What this task involves: In the data, extract each line that holds the string "BoxError".

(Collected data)
- Opening Delimiter -
//! # HTTP route binding for protobuf services
//!
//! Turns methods annotated with `google.api.http` rules into [`Route`]s: the
//! HTTP method and path pattern, which request fields are captured from the
//! path and which are read from the query string.
//!
//! ```text
//! rpc GetMessage(GetMessageRequest) returns (GetMessageResponse) {
//!     option (google.api.http) = { get: "/v1/messages/{message_id}" };
//! }
//! ```
//!
//! The [`Generator`] works on a [`Schema`] describing every message
//! reachable from the input files. Rendering routes into source code is left
//! to the caller, as is serving them. See the `httprule_runtime` crate for
//! the request handling side.
pub mod error;
pub mod model;
pub mod options;
pub mod path;
pub mod query;
pub mod route;
pub mod schema;

pub use self::{
    error::GenerateError,
    model::{FieldPath, FileRoutes, HttpMethod, PathParam, QueryParam, Route},
    options::{GeneratorOptions, StreamingPolicy, UnsupportedFieldPolicy},
    path::{claimed_paths, extract_path_params},
    query::QueryResolver,
    route::{full_method_name, Generator},
    schema::{Field, FieldType, File, HttpRule, Label, Message, Method, ScalarKind, Schema, Service},
};
pub use httprule_pattern::{PatternError, Template};
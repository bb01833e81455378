use std::sync::Arc;

use httprule::Route;
use httprule_runtime::{
    json, method_fn, BindError, Bindable, BoxError, CallContext, FieldValue, RouteHandler,
};
use serde::{Deserialize, Serialize};

/// Every scalar type, singular and repeated.
#[derive(Clone, PartialEq, ::prost::Message, Serialize, Deserialize)]
#[serde(default, rename_all = "camelCase")]
pub struct AllPatternMessage {
    #[prost(double, tag = "1")]
    pub double: f64,
    #[prost(float, tag = "2")]
    pub float: f32,
    #[prost(int32, tag = "3")]
    pub int32: i32,
    #[prost(int64, tag = "4")]
    #[serde(with = "json::int64")]
    pub int64: i64,
    #[prost(uint32, tag = "5")]
    pub uint32: u32,
    #[prost(uint64, tag = "6")]
    #[serde(with = "json::int64")]
    pub uint64: u64,
    #[prost(sint32, tag = "7")]
    pub sint32: i32,
    #[prost(sint64, tag = "8")]
    #[serde(with = "json::int64")]
    pub sint64: i64,
    #[prost(fixed32, tag = "9")]
    pub fixed32: u32,
    #[prost(fixed64, tag = "10")]
    #[serde(with = "json::int64")]
    pub fixed64: u64,
    #[prost(sfixed32, tag = "11")]
    pub sfixed32: i32,
    #[prost(sfixed64, tag = "12")]
    #[serde(with = "json::int64")]
    pub sfixed64: i64,
    #[prost(bool, tag = "13")]
    pub bool: bool,
    #[prost(string, tag = "14")]
    pub string: String,
    #[prost(bytes, tag = "15")]
    #[serde(with = "json::bytes")]
    pub bytes: Vec<u8>,
    #[prost(double, repeated, tag = "16")]
    #[serde(alias = "repeated_double")]
    pub repeated_double: Vec<f64>,
    #[prost(float, repeated, tag = "17")]
    #[serde(alias = "repeated_float")]
    pub repeated_float: Vec<f32>,
    #[prost(int32, repeated, tag = "18")]
    #[serde(alias = "repeated_int32")]
    pub repeated_int32: Vec<i32>,
    #[prost(int64, repeated, tag = "19")]
    #[serde(with = "json::int64_list", alias = "repeated_int64")]
    pub repeated_int64: Vec<i64>,
    #[prost(uint32, repeated, tag = "20")]
    #[serde(alias = "repeated_uint32")]
    pub repeated_uint32: Vec<u32>,
    #[prost(uint64, repeated, tag = "21")]
    #[serde(with = "json::int64_list", alias = "repeated_uint64")]
    pub repeated_uint64: Vec<u64>,
    #[prost(sint32, repeated, tag = "22")]
    #[serde(alias = "repeated_sint32")]
    pub repeated_sint32: Vec<i32>,
    #[prost(sint64, repeated, tag = "23")]
    #[serde(with = "json::int64_list", alias = "repeated_sint64")]
    pub repeated_sint64: Vec<i64>,
    #[prost(fixed32, repeated, tag = "24")]
    #[serde(alias = "repeated_fixed32")]
    pub repeated_fixed32: Vec<u32>,
    #[prost(fixed64, repeated, tag = "25")]
    #[serde(with = "json::int64_list", alias = "repeated_fixed64")]
    pub repeated_fixed64: Vec<u64>,
    #[prost(sfixed32, repeated, tag = "26")]
    #[serde(alias = "repeated_sfixed32")]
    pub repeated_sfixed32: Vec<i32>,
    #[prost(sfixed64, repeated, tag = "27")]
    #[serde(with = "json::int64_list", alias = "repeated_sfixed64")]
    pub repeated_sfixed64: Vec<i64>,
    #[prost(bool, repeated, tag = "28")]
    #[serde(alias = "repeated_bool")]
    pub repeated_bool: Vec<bool>,
    #[prost(string, repeated, tag = "29")]
    #[serde(alias = "repeated_string")]
    pub repeated_string: Vec<String>,
    #[prost(bytes, repeated, tag = "30")]
    #[serde(with = "json::bytes_list", alias = "repeated_bytes")]
    pub repeated_bytes: Vec<Vec<u8>>,
}

impl Bindable for AllPatternMessage {
    fn message_mut(&mut self, _field: &str) -> Option<&mut dyn Bindable> {
        None
    }

    fn assign(&mut self, field: &str, value: FieldValue) -> Result<(), BindError> {
        match field {
            "double" => self.double = value.into_single()?,
            "float" => self.float = value.into_single()?,
            "int32" => self.int32 = value.into_single()?,
            "int64" => self.int64 = value.into_single()?,
            "uint32" => self.uint32 = value.into_single()?,
            "uint64" => self.uint64 = value.into_single()?,
            "sint32" => self.sint32 = value.into_single()?,
            "sint64" => self.sint64 = value.into_single()?,
            "fixed32" => self.fixed32 = value.into_single()?,
            "fixed64" => self.fixed64 = value.into_single()?,
            "sfixed32" => self.sfixed32 = value.into_single()?,
            "sfixed64" => self.sfixed64 = value.into_single()?,
            "bool" => self.bool = value.into_single()?,
            "string" => self.string = value.into_single()?,
            "bytes" => self.bytes = value.into_single()?,
            "repeated_double" => self.repeated_double = value.into_list()?,
            "repeated_float" => self.repeated_float = value.into_list()?,
            "repeated_int32" => self.repeated_int32 = value.into_list()?,
            "repeated_int64" => self.repeated_int64 = value.into_list()?,
            "repeated_uint32" => self.repeated_uint32 = value.into_list()?,
            "repeated_uint64" => self.repeated_uint64 = value.into_list()?,
            "repeated_sint32" => self.repeated_sint32 = value.into_list()?,
            "repeated_sint64" => self.repeated_sint64 = value.into_list()?,
            "repeated_fixed32" => self.repeated_fixed32 = value.into_list()?,
            "repeated_fixed64" => self.repeated_fixed64 = value.into_list()?,
            "repeated_sfixed32" => self.repeated_sfixed32 = value.into_list()?,
            "repeated_sfixed64" => self.repeated_sfixed64 = value.into_list()?,
            "repeated_bool" => self.repeated_bool = value.into_list()?,
            "repeated_string" => self.repeated_string = value.into_list()?,
            "repeated_bytes" => self.repeated_bytes = value.into_list()?,
            _ => return Err(BindError::unknown_field(field)),
        }
        Ok(())
    }
}

/// The `all_pattern.v1.AllPattern` service.
#[async_trait::async_trait]
pub trait AllPattern: Send + Sync + 'static {
    async fn all_pattern(
        &self,
        ctx: &CallContext,
        req: AllPatternMessage,
    ) -> Result<AllPatternMessage, BoxError>;
}

/// Builds a [`RouteHandler`] per `AllPattern` method.
pub struct AllPatternHttpConverter<S> {
    service: Arc<S>,
}

impl<S: AllPattern> AllPatternHttpConverter<S> {
    pub fn new(service: S) -> Self {
        Self {
            service: Arc::new(service),
        }
    }

    pub fn all_pattern(&self, route: Route) -> RouteHandler<AllPatternMessage, AllPatternMessage> {
        let service = self.service.clone();

        RouteHandler::new(
            route,
            method_fn(move |ctx: CallContext, req: AllPatternMessage| {
                let service = service.clone();
                async move { service.all_pattern(&ctx, req).await }
            }),
        )
    }
}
- Closing Delimiter -
Answer space:
    json, method_fn, BindError, Bindable, BoxError, CallContext, FieldValue, RouteHandler,
    ) -> Result<AllPatternMessage, BoxError>;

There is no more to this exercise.